Dataset entries:
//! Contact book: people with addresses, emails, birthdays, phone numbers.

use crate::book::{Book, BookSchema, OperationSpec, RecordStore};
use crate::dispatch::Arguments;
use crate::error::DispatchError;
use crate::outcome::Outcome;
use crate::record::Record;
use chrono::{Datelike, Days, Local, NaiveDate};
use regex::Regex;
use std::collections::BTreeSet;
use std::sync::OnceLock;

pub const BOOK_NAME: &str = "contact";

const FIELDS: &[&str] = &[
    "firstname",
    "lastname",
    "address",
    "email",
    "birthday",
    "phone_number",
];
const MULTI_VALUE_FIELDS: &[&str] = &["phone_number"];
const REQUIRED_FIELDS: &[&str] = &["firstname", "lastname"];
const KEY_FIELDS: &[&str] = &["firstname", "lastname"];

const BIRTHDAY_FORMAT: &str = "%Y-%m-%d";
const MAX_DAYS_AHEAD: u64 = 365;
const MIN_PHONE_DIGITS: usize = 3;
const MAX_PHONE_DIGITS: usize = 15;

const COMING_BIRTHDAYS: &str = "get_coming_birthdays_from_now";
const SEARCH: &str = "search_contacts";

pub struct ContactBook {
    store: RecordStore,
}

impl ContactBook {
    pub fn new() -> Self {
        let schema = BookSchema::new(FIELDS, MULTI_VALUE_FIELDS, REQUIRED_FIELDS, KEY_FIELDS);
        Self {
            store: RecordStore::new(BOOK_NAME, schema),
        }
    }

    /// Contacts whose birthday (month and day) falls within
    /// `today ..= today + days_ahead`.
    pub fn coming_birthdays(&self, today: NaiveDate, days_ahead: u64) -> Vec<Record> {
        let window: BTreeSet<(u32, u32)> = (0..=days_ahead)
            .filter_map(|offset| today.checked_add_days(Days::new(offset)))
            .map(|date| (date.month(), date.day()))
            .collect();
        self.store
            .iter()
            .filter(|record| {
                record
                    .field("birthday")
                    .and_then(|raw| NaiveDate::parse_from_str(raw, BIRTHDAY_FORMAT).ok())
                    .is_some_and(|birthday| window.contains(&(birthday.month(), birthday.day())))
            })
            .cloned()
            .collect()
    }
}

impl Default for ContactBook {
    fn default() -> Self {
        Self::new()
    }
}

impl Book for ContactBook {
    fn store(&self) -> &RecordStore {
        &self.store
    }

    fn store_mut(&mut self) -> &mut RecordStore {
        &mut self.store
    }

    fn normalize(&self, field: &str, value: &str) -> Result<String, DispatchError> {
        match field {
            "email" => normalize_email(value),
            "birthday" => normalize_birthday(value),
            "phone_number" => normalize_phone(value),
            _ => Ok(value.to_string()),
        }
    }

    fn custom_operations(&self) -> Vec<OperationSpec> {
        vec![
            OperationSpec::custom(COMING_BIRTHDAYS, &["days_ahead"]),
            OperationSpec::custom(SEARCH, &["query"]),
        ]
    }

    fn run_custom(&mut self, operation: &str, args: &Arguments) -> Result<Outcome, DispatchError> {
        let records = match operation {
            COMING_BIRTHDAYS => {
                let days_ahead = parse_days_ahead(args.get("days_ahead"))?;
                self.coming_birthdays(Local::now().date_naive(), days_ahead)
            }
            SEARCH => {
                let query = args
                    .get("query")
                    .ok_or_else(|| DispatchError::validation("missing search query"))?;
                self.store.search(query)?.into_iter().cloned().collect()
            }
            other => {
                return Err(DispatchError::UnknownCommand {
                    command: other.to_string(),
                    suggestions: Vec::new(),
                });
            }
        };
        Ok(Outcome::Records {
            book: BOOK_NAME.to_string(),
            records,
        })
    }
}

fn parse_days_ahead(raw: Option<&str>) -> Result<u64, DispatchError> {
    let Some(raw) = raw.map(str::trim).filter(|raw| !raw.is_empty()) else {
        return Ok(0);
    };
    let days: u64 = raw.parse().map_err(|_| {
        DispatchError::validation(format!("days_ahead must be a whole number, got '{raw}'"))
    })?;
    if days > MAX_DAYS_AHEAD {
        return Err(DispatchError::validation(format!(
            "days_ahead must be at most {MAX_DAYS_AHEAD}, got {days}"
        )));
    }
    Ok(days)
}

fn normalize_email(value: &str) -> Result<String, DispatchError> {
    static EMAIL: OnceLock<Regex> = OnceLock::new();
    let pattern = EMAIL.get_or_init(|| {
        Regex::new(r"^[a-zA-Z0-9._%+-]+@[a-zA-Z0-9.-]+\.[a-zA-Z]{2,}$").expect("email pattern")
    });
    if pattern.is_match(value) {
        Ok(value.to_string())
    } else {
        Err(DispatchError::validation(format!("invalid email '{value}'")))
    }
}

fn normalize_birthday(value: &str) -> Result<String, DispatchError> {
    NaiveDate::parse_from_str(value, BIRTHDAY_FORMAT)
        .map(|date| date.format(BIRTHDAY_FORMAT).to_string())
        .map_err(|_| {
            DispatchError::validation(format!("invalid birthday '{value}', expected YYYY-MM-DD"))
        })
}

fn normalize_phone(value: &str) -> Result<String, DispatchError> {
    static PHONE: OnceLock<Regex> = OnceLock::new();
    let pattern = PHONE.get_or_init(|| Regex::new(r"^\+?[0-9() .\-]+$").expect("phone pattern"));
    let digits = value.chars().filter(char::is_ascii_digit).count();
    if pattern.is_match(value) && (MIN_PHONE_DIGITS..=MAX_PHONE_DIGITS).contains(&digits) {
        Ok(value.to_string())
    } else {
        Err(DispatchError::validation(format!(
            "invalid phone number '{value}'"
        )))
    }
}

● Action item
Line by line, restate the data exactly.

● Response for this exercise
//! Contact book: people with addresses, emails, birthdays, phone numbers.

use crate::book::{Book, BookSchema, OperationSpec, RecordStore};
use crate::dispatch::Arguments;
use crate::error::DispatchError;
use crate::outcome::Outcome;
use crate::record::Record;
use chrono::{Datelike, Days, Local, NaiveDate};
use regex::Regex;
use std::collections::BTreeSet;
use std::sync::OnceLock;

pub const BOOK_NAME: &str = "contact";

const FIELDS: &[&str] = &[
    "firstname",
    "lastname",
    "address",
    "email",
    "birthday",
    "phone_number",
];
const MULTI_VALUE_FIELDS: &[&str] = &["phone_number"];
const REQUIRED_FIELDS: &[&str] = &["firstname", "lastname"];
const KEY_FIELDS: &[&str] = &["firstname", "lastname"];

const BIRTHDAY_FORMAT: &str = "%Y-%m-%d";
const MAX_DAYS_AHEAD: u64 = 365;
const MIN_PHONE_DIGITS: usize = 3;
const MAX_PHONE_DIGITS: usize = 15;

const COMING_BIRTHDAYS: &str = "get_coming_birthdays_from_now";
const SEARCH: &str = "search_contacts";

pub struct ContactBook {
    store: RecordStore,
}

impl ContactBook {
    pub fn new() -> Self {
        let schema = BookSchema::new(FIELDS, MULTI_VALUE_FIELDS, REQUIRED_FIELDS, KEY_FIELDS);
        Self {
            store: RecordStore::new(BOOK_NAME, schema),
        }
    }

    /// Contacts whose birthday (month and day) falls within
    /// `today ..= today + days_ahead`.
    pub fn coming_birthdays(&self, today: NaiveDate, days_ahead: u64) -> Vec<Record> {
        let window: BTreeSet<(u32, u32)> = (0..=days_ahead)
            .filter_map(|offset| today.checked_add_days(Days::new(offset)))
            .map(|date| (date.month(), date.day()))
            .collect();
        self.store
            .iter()
            .filter(|record| {
                record
                    .field("birthday")
                    .and_then(|raw| NaiveDate::parse_from_str(raw, BIRTHDAY_FORMAT).ok())
                    .is_some_and(|birthday| window.contains(&(birthday.month(), birthday.day())))
            })
            .cloned()
            .collect()
    }
}

impl Default for ContactBook {
    fn default() -> Self {
        Self::new()
    }
}

impl Book for ContactBook {
    fn store(&self) -> &RecordStore {
        &self.store
    }

    fn store_mut(&mut self) -> &mut RecordStore {
        &mut self.store
    }

    fn normalize(&self, field: &str, value: &str) -> Result<String, DispatchError> {
        match field {
            "email" => normalize_email(value),
            "birthday" => normalize_birthday(value),
            "phone_number" => normalize_phone(value),
            _ => Ok(value.to_string()),
        }
    }

    fn custom_operations(&self) -> Vec<OperationSpec> {
        vec![
            OperationSpec::custom(COMING_BIRTHDAYS, &["days_ahead"]),
            OperationSpec::custom(SEARCH, &["query"]),
        ]
    }

    fn run_custom(&mut self, operation: &str, args: &Arguments) -> Result<Outcome, DispatchError> {
        let records = match operation {
            COMING_BIRTHDAYS => {
                let days_ahead = parse_days_ahead(args.get("days_ahead"))?;
                self.coming_birthdays(Local::now().date_naive(), days_ahead)
            }
            SEARCH => {
                let query = args
                    .get("query")
                    .ok_or_else(|| DispatchError::validation("missing search query"))?;
                self.store.search(query)?.into_iter().cloned().collect()
            }
            other => {
                return Err(DispatchError::UnknownCommand {
                    command: other.to_string(),
                    suggestions: Vec::new(),
                });
            }
        };
        Ok(Outcome::Records {
            book: BOOK_NAME.to_string(),
            records,
        })
    }
}

fn parse_days_ahead(raw: Option<&str>) -> Result<u64, DispatchError> {
    let Some(raw) = raw.map(str::trim).filter(|raw| !raw.is_empty()) else {
        return Ok(0);
    };
    let days: u64 = raw.parse().map_err(|_| {
        DispatchError::validation(format!("days_ahead must be a whole number, got '{raw}'"))
    })?;
    if days > MAX_DAYS_AHEAD {
        return Err(DispatchError::validation(format!(
            "days_ahead must be at most {MAX_DAYS_AHEAD}, got {days}"
        )));
    }
    Ok(days)
}

fn normalize_email(value: &str) -> Result<String, DispatchError> {
    static EMAIL: OnceLock<Regex> = OnceLock::new();
    let pattern = EMAIL.get_or_init(|| {
        Regex::new(r"^[a-zA-Z0-9._%+-]+@[a-zA-Z0-9.-]+\.[a-zA-Z]{2,}$").expect("email pattern")
    });
    if pattern.is_match(value) {
        Ok(value.to_string())
    } else {
        Err(DispatchError::validation(format!("invalid email '{value}'")))
    }
}

fn normalize_birthday(value: &str) -> Result<String, DispatchError> {
    NaiveDate::parse_from_str(value, BIRTHDAY_FORMAT)
        .map(|date| date.format(BIRTHDAY_FORMAT).to_string())
        .map_err(|_| {
            DispatchError::validation(format!("invalid birthday '{value}', expected YYYY-MM-DD"))
        })
}

fn normalize_phone(value: &str) -> Result<String, DispatchError> {
    static PHONE: OnceLock<Regex> = OnceLock::new();
    let pattern = PHONE.get_or_init(|| Regex::new(r"^\+?[0-9() .\-]+$").expect("phone pattern"));
    let digits = value.chars().filter(char::is_ascii_digit).count();
    if pattern.is_match(value) && (MIN_PHONE_DIGITS..=MAX_PHONE_DIGITS).contains(&digits) {
        Ok(value.to_string())
    } else {
        Err(DispatchError::validation(format!(
            "invalid phone number '{value}'"
        )))
    }
}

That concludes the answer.